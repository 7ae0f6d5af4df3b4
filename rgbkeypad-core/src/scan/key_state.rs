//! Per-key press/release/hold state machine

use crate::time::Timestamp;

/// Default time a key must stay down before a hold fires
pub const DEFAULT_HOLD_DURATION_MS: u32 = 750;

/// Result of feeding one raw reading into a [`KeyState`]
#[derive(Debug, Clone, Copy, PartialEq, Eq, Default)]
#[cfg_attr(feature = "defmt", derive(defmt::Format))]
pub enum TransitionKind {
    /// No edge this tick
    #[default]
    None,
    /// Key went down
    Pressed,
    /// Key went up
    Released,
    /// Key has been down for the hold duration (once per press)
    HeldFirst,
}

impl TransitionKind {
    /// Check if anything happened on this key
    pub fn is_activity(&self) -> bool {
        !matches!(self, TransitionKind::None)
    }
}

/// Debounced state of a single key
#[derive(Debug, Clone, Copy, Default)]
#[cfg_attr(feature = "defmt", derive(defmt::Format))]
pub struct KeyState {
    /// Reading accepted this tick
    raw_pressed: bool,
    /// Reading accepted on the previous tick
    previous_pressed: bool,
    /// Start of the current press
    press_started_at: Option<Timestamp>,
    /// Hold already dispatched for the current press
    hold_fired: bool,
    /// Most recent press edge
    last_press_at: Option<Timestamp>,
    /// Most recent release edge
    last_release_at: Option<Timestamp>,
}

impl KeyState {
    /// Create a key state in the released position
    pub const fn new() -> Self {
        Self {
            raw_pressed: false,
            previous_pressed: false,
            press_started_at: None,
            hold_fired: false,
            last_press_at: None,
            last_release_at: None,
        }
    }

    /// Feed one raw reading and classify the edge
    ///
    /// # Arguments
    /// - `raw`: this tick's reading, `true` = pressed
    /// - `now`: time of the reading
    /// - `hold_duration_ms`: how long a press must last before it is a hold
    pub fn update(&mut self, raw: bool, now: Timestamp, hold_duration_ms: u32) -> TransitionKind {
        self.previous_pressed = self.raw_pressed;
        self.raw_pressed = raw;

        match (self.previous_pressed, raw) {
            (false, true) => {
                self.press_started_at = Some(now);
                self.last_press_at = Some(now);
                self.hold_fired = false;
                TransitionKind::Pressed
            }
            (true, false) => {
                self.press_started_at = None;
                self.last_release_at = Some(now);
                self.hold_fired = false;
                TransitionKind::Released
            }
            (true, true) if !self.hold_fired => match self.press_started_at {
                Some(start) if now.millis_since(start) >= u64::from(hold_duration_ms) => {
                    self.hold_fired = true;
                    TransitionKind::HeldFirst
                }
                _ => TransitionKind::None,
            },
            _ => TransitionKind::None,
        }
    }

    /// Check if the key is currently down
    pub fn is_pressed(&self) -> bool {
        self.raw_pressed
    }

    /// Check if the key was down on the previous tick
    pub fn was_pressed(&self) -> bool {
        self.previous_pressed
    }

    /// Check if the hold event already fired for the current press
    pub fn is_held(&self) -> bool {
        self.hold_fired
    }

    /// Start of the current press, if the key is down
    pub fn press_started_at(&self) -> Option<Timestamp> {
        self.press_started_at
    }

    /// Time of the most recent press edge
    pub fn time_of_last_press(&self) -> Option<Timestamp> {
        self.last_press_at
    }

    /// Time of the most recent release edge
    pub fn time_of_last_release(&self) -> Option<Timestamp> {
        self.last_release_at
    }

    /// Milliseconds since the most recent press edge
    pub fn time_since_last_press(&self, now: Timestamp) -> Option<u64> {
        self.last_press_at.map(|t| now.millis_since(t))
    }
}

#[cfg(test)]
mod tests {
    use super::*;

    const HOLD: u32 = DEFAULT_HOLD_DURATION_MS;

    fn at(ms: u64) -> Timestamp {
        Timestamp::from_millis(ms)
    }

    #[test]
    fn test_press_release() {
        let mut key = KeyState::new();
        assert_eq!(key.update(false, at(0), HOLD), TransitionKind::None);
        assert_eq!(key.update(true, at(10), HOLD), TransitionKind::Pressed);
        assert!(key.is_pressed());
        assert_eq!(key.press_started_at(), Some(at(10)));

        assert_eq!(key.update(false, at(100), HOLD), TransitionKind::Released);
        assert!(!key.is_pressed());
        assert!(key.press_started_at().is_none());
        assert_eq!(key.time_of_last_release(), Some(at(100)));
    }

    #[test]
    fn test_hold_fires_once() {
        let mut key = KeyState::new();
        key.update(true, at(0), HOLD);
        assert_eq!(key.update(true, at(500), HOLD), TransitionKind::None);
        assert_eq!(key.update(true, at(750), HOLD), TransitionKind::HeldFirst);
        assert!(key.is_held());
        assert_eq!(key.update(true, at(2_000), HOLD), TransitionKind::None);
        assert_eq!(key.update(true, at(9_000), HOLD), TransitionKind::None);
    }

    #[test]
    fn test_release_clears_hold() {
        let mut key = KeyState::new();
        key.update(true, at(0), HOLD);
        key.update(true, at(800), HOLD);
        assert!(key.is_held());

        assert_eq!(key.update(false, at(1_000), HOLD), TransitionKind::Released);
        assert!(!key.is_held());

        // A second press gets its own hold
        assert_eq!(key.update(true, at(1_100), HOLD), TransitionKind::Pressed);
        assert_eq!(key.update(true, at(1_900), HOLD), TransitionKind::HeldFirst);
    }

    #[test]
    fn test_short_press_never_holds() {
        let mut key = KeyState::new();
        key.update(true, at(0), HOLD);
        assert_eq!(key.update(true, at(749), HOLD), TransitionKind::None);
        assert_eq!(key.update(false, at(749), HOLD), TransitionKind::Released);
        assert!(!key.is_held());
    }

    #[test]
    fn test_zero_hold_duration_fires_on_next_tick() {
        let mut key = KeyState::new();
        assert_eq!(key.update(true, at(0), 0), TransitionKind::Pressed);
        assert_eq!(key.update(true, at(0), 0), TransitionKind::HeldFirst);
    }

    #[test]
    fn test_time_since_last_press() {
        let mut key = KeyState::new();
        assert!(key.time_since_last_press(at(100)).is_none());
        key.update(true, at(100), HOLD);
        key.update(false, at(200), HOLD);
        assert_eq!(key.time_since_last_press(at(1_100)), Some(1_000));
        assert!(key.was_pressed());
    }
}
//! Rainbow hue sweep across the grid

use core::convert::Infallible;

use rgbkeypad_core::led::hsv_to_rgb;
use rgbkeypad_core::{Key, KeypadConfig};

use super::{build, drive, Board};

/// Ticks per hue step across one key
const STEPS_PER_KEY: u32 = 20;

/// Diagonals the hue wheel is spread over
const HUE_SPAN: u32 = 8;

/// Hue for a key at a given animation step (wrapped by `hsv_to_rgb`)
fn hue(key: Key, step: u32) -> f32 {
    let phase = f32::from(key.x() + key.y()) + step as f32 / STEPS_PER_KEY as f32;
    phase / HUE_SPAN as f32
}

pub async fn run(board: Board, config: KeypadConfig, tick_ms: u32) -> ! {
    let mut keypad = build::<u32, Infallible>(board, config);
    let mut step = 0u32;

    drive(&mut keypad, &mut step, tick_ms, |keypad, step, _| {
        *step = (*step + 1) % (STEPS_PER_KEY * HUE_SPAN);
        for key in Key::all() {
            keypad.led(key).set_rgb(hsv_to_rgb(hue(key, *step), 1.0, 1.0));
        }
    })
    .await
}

----------

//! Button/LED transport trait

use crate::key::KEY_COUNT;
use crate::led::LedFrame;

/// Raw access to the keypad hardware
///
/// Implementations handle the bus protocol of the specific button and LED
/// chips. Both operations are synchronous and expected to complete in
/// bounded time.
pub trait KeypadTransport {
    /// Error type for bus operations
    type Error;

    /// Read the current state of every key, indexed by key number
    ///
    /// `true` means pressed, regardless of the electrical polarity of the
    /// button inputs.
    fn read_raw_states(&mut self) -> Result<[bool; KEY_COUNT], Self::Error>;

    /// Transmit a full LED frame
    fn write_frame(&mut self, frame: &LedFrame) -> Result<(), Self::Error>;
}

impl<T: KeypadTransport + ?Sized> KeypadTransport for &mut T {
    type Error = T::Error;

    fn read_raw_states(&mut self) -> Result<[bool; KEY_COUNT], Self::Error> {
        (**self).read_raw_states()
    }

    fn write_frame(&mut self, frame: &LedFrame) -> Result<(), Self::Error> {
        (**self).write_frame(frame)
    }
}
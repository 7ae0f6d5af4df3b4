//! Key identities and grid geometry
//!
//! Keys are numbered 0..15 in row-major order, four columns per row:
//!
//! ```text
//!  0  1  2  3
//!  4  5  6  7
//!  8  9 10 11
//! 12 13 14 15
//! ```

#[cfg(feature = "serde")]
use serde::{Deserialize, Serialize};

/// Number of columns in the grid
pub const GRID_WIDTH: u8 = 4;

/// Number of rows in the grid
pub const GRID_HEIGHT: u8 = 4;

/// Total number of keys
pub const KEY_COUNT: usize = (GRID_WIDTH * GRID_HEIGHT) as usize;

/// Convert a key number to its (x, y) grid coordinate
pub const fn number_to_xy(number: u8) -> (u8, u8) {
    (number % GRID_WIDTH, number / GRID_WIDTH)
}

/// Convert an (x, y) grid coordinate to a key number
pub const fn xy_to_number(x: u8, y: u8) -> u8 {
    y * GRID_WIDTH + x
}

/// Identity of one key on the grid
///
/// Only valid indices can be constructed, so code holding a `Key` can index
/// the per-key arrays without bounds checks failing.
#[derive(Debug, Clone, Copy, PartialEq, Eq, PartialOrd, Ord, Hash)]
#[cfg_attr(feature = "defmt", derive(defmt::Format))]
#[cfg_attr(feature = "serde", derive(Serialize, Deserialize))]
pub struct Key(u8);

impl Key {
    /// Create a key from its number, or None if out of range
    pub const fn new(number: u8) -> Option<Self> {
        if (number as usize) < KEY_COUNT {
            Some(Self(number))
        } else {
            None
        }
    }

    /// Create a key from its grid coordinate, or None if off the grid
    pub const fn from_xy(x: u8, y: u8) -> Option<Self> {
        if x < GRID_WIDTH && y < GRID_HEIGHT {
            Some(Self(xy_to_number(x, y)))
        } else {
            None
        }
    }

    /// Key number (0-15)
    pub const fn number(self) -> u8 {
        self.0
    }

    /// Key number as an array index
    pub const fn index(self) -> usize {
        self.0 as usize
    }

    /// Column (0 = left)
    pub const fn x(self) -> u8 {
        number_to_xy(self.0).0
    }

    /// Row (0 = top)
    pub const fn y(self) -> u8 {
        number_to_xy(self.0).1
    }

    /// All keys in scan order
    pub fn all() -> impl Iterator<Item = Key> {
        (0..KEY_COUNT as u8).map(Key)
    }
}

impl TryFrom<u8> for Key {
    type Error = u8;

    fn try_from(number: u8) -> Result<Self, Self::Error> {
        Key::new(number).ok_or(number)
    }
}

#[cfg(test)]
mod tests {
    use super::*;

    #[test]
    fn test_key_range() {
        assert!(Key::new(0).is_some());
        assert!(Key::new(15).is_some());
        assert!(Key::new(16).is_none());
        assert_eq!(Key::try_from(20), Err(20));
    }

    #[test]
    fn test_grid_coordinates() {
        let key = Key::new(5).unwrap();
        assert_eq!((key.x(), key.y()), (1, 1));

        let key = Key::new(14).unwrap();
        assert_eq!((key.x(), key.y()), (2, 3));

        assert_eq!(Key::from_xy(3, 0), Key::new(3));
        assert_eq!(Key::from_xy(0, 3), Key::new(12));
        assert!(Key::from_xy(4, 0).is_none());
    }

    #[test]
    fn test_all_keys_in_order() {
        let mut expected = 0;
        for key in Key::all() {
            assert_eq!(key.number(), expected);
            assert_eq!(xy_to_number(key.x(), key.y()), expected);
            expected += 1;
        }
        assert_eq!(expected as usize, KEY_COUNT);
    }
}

----------

### Try it
When a line in the data contains the string "Result", copy that line.

### Output of the exercise
/// Result of feeding one raw reading into a [`KeyState`]
    fn read_raw_states(&mut self) -> Result<[bool; KEY_COUNT], Self::Error>;
    fn write_frame(&mut self, frame: &LedFrame) -> Result<(), Self::Error>;
    fn read_raw_states(&mut self) -> Result<[bool; KEY_COUNT], Self::Error> {
    fn write_frame(&mut self, frame: &LedFrame) -> Result<(), Self::Error> {
    fn try_from(number: u8) -> Result<Self, Self::Error> {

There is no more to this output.